◆ Aim of the task ◆
After finding the line with "fn increment_count(&self, sn: &str) -> AcqResult<u32>;" in the data below, set down exactly each line through the one with "the given devices.", inclusive, and stop there.

Extracted records:
********
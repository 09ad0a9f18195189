//! Persistence collaborator.
//!
//! The device row is the source of truth for "is a job running"; the
//! measurement records are append-only.

use chrono::{DateTime, Local};
use iris_common::error::{AcqError, AcqResult};
use serde::{Deserialize, Serialize};
use std::collections::HashMap;
use std::sync::atomic::{AtomicU64, Ordering};
use std::sync::{PoisonError, RwLock};
use std::time::Duration;
use tracing::debug;

/// One reference channel and the equipment scored against it.
#[derive(Debug, Clone, PartialEq, Eq, Serialize, Deserialize)]
pub struct ReferenceChannel {
    /// Reference id.
    pub id: u64,
    /// Equipment names.
    pub eq: Vec<String>,
}

/// Score of one equipment.
#[derive(Debug, Clone, PartialEq, Eq, Serialize, Deserialize)]
pub struct EquipmentScore {
    /// Equipment name.
    pub eq: String,
    /// Score value.
    pub value: u32,
}

/// Scores of all equipment of one reference channel.
#[derive(Debug, Clone, PartialEq, Eq, Serialize, Deserialize)]
pub struct ReferenceScore {
    /// Reference id.
    pub id: u64,
    /// Per-equipment scores.
    pub values: Vec<EquipmentScore>,
}

/// Whether cycles follow each other automatically.
#[derive(Debug, Clone, Copy, PartialEq, Eq, Default, Serialize, Deserialize)]
#[serde(rename_all = "lowercase")]
pub enum MeasureMode {
    /// Automatic repetition.
    #[default]
    Auto,
    /// Manual mode.
    Manual,
}

impl MeasureMode {
    /// Mode for the `auto` flag of a start request.
    pub fn from_auto(auto: bool) -> Self {
        if auto {
            Self::Auto
        } else {
            Self::Manual
        }
    }
}

/// One job: repeated measurement cycles for a single device.
#[derive(Debug, Clone, PartialEq, Eq, Serialize, Deserialize)]
pub struct MeasurementJob {
    /// `{sn}_{YYYYmmddHHMMSS}`.
    pub job_id: String,
    /// Device serial number.
    pub sn: String,
    /// Reference channels, in request order.
    pub refs: Vec<ReferenceChannel>,
    /// Automatic or manual mode.
    pub mode: MeasureMode,
    /// Pause between cycles.
    pub interval: Duration,
    /// Target number of cycles.
    pub repeat: u32,
    /// Tags copied onto every record.
    pub tags: Vec<String>,
}

/// Device row.
#[derive(Debug, Clone, PartialEq, Eq, Serialize, Deserialize)]
pub struct DeviceRecord {
    /// Serial number.
    pub sn: String,
    /// Set while a job runs.
    pub running: bool,
    /// Last job started on the device.
    pub job_id: Option<String>,
    /// Reference channels of the last job.
    pub refs: Vec<ReferenceChannel>,
    /// Mode of the last job.
    pub mode: MeasureMode,
    /// Interval of the last job.
    pub interval: Duration,
    /// Target repeat count of the last job.
    pub repeat: u32,
    /// Tags of the last job.
    pub tags: Vec<String>,
    /// Cycles recorded by the last job.
    pub count: u32,
}

impl DeviceRecord {
    /// Idle device without job history.
    pub fn new(sn: impl Into<String>) -> Self {
        Self {
            sn: sn.into(),
            running: false,
            job_id: None,
            refs: Vec::new(),
            mode: MeasureMode::default(),
            interval: Duration::ZERO,
            repeat: 0,
            tags: Vec::new(),
            count: 0,
        }
    }
}

/// One persisted measurement.
#[derive(Debug, Clone, PartialEq, Serialize, Deserialize)]
pub struct MeasurementRecord {
    /// Record id assigned by the store.
    pub id: u64,
    /// Job that produced the record.
    pub job_id: String,
    /// Device serial number.
    pub sn: String,
    /// Time the record was taken.
    pub timestamp: DateTime<Local>,
    /// Sample file name.
    pub file_name: String,
    /// Scores per reference channel.
    pub score: Vec<ReferenceScore>,
    /// Job tags.
    pub tags: Vec<String>,
}

impl MeasurementRecord {
    /// All score values, flattened in reference then equipment order.
    pub fn score_values(&self) -> Vec<u32> {
        self.score
            .iter()
            .flat_map(|r| r.values.iter().map(|v| v.value))
            .collect()
    }
}

/// Operations the acquisition layer needs from persistence.
pub trait MeasurementStore: Send + Sync {
    /// Device row for `sn`.
    ///
    /// # Errors
    ///
    /// Returns [`AcqError::DeviceNotFound`] for an unknown device.
    fn device(&self, sn: &str) -> AcqResult<DeviceRecord>;

    /// Every device row.
    fn devices(&self) -> AcqResult<Vec<DeviceRecord>>;

    /// Mark the device running with `job` and reset its count.
    fn set_job_started(&self, sn: &str, job: &MeasurementJob) -> AcqResult<()>;

    /// Clear the device's running flag.
    fn set_job_stopped(&self, sn: &str) -> AcqResult<()>;

    /// Increment the device's count and return the new value.
    fn increment_count(&self, sn: &str) -> AcqResult<u32>;

    /// Append a record; the record's id is assigned by the store and returned.
    fn insert_measurement(&self, record: MeasurementRecord) -> AcqResult<u64>;

    /// Every record in insertion order.
    fn measurements(&self) -> AcqResult<Vec<MeasurementRecord>>;

    /// Records of one job in insertion order.
    fn measurements_for_job(&self, job_id: &str) -> AcqResult<Vec<MeasurementRecord>> {
        Ok(self
            .measurements()?
            .into_iter()
            .filter(|r| r.job_id == job_id)
            .collect())
    }
}

/// In-memory store.
#[derive(Debug, Default)]
pub struct MemoryStore {
    devices: RwLock<HashMap<String, DeviceRecord>>,
    records: RwLock<Vec<MeasurementRecord>>,
    next_id: AtomicU64,
    insert_failure: RwLock<Option<String>>,
}

impl MemoryStore {
    /// Create an empty store.
    pub fn new() -> Self {
        Self::default()
    }

    /// Create a store knowing the given devices.
    pub fn with_devices<I, S>(serials: I) -> Self
    where
        I: IntoIterator<Item = S>,
        S: Into<String>,
    {
        let store = Self::new();
        for sn in serials {
            store.register_device(sn);
        }
        store
    }

    /// Add an idle device; an existing row is left untouched.
    pub fn register_device(&self, sn: impl Into<String>) {
        let sn = sn.into();
        self.devices
            .write()
            .unwrap_or_else(PoisonError::into_inner)
            .entry(sn.clone())
            .or_insert_with(|| DeviceRecord::new(sn));
    }

    /// Make every following insert fail with `message` (`None` restores
    /// normal operation).
    pub fn fail_inserts(&self, message: Option<&str>) {
        *self
            .insert_failure
            .write()
            .unwrap_or_else(PoisonError::into_inner) = message.map(str::to_string);
    }

    fn update_device<T>(&self, sn: &str, f: impl FnOnce(&mut DeviceRecord) -> T) -> AcqResult<T> {
        let mut devices = self.devices.write().unwrap_or_else(PoisonError::into_inner);
        let device = devices
            .get_mut(sn)
            .ok_or_else(|| AcqError::DeviceNotFound { sn: sn.to_string() })?;
        Ok(f(device))
    }
}

impl MeasurementStore for MemoryStore {
    fn device(&self, sn: &str) -> AcqResult<DeviceRecord> {
        self.devices
            .read()
            .unwrap_or_else(PoisonError::into_inner)
            .get(sn)
            .cloned()
            .ok_or_else(|| AcqError::DeviceNotFound { sn: sn.to_string() })
    }

    fn devices(&self) -> AcqResult<Vec<DeviceRecord>> {
        let mut devices: Vec<DeviceRecord> = self
            .devices
            .read()
            .unwrap_or_else(PoisonError::into_inner)
            .values()
            .cloned()
            .collect();
        devices.sort_by(|a, b| a.sn.cmp(&b.sn));
        Ok(devices)
    }

    fn set_job_started(&self, sn: &str, job: &MeasurementJob) -> AcqResult<()> {
        self.update_device(sn, |device| {
            device.running = true;
            device.job_id = Some(job.job_id.clone());
            device.refs = job.refs.clone();
            device.mode = job.mode;
            device.interval = job.interval;
            device.repeat = job.repeat;
            device.tags = job.tags.clone();
            device.count = 0;
        })?;
        debug!(sn, job = %job.job_id, "Device marked running");
        Ok(())
    }

    fn set_job_stopped(&self, sn: &str) -> AcqResult<()> {
        self.update_device(sn, |device| device.running = false)?;
        debug!(sn, "Device marked stopped");
        Ok(())
    }

    fn increment_count(&self, sn: &str) -> AcqResult<u32> {
        self.update_device(sn, |device| {
            device.count += 1;
            device.count
        })
    }

    fn insert_measurement(&self, mut record: MeasurementRecord) -> AcqResult<u64> {
        if let Some(message) = self
            .insert_failure
            .read()
            .unwrap_or_else(PoisonError::into_inner)
            .clone()
        {
            return Err(AcqError::Persistence(message));
        }

        record.id = self.next_id.fetch_add(1, Ordering::Relaxed) + 1;
        let id = record.id;
        self.records
            .write()
            .unwrap_or_else(PoisonError::into_inner)
            .push(record);
        Ok(id)
    }

    fn measurements(&self) -> AcqResult<Vec<MeasurementRecord>> {
        Ok(self
            .records
            .read()
            .unwrap_or_else(PoisonError::into_inner)
            .clone())
    }
}

#[cfg(test)]
mod tests {
    use super::*;

    fn job(sn: &str) -> MeasurementJob {
        MeasurementJob {
            job_id: format!("{sn}_20240101000000"),
            sn: sn.into(),
            refs: vec![ReferenceChannel {
                id: 7,
                eq: vec!["EQ1".into()],
            }],
            mode: MeasureMode::Auto,
            interval: Duration::from_secs(1),
            repeat: 3,
            tags: vec!["a,b".into()],
        }
    }

    fn record(job_id: &str, sn: &str) -> MeasurementRecord {
        MeasurementRecord {
            id: 0,
            job_id: job_id.into(),
            sn: sn.into(),
            timestamp: Local::now(),
            file_name: format!("{job_id}.txt"),
            score: Vec::new(),
            tags: Vec::new(),
        }
    }

    #[test]
    fn test_unknown_device() {
        let store = MemoryStore::new();
        assert_eq!(
            store.device("404").unwrap_err(),
            AcqError::DeviceNotFound { sn: "404".into() }
        );
        assert!(store.set_job_stopped("404").is_err());
    }

    #[test]
    fn test_job_lifecycle_on_device_row() {
        let store = MemoryStore::with_devices(["1001"]);
        store.set_job_started("1001", &job("1001")).unwrap();

        let device = store.device("1001").unwrap();
        assert!(device.running);
        assert_eq!(device.repeat, 3);
        assert_eq!(device.count, 0);

        assert_eq!(store.increment_count("1001").unwrap(), 1);
        assert_eq!(store.increment_count("1001").unwrap(), 2);

        store.set_job_stopped("1001").unwrap();
        let device = store.device("1001").unwrap();
        assert!(!device.running);
        assert_eq!(device.job_id.as_deref(), Some("1001_20240101000000"));

        // Restart resets the count
        store.set_job_started("1001", &job("1001")).unwrap();
        assert_eq!(store.device("1001").unwrap().count, 0);
    }

    #[test]
    fn test_records_get_ids_and_filter_by_job() {
        let store = MemoryStore::with_devices(["1001", "1002"]);
        assert_eq!(store.insert_measurement(record("j1", "1001")).unwrap(), 1);
        assert_eq!(store.insert_measurement(record("j2", "1002")).unwrap(), 2);
        assert_eq!(store.insert_measurement(record("j1", "1001")).unwrap(), 3);

        let j1 = store.measurements_for_job("j1").unwrap();
        assert_eq!(j1.iter().map(|r| r.id).collect::<Vec<_>>(), vec![1, 3]);
    }

    #[test]
    fn test_insert_failure() {
        let store = MemoryStore::with_devices(["1001"]);
        store.fail_inserts(Some("disk full"));
        assert_eq!(
            store.insert_measurement(record("j1", "1001")).unwrap_err(),
            AcqError::Persistence("disk full".into())
        );
        store.fail_inserts(None);
        assert!(store.insert_measurement(record("j1", "1001")).is_ok());
    }

    #[test]
    fn test_register_is_idempotent() {
        let store = MemoryStore::with_devices(["1001"]);
        store.set_job_started("1001", &job("1001")).unwrap();
        store.register_device("1001");
        assert!(store.device("1001").unwrap().running);
        assert_eq!(store.devices().unwrap().len(), 1);
    }

    #[test]
    fn test_record_serializes_scores() {
        let mut rec = record("j1", "1001");
        rec.score = vec![ReferenceScore {
            id: 7,
            values: vec![EquipmentScore {
                eq: "EQ1".into(),
                value: 42,
            }],
        }];
        let json = serde_json::to_value(&rec).unwrap();
        assert_eq!(json["score"][0]["values"][0]["value"], 42);
        assert_eq!(rec.score_values(), vec![42]);
    }
}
********
◆ Solution for this exercise ◆
    fn increment_count(&self, sn: &str) -> AcqResult<u32>;

    /// Append a record; the record's id is assigned by the store and returned.
    fn insert_measurement(&self, record: MeasurementRecord) -> AcqResult<u64>;

    /// Every record in insertion order.
    fn measurements(&self) -> AcqResult<Vec<MeasurementRecord>>;

    /// Records of one job in insertion order.
    fn measurements_for_job(&self, job_id: &str) -> AcqResult<Vec<MeasurementRecord>> {
        Ok(self
            .measurements()?
            .into_iter()
            .filter(|r| r.job_id == job_id)
            .collect())
    }
}

/// In-memory store.
#[derive(Debug, Default)]
pub struct MemoryStore {
    devices: RwLock<HashMap<String, DeviceRecord>>,
    records: RwLock<Vec<MeasurementRecord>>,
    next_id: AtomicU64,
    insert_failure: RwLock<Option<String>>,
}

impl MemoryStore {
    /// Create an empty store.
    pub fn new() -> Self {
        Self::default()
    }

    /// Create a store knowing the given devices.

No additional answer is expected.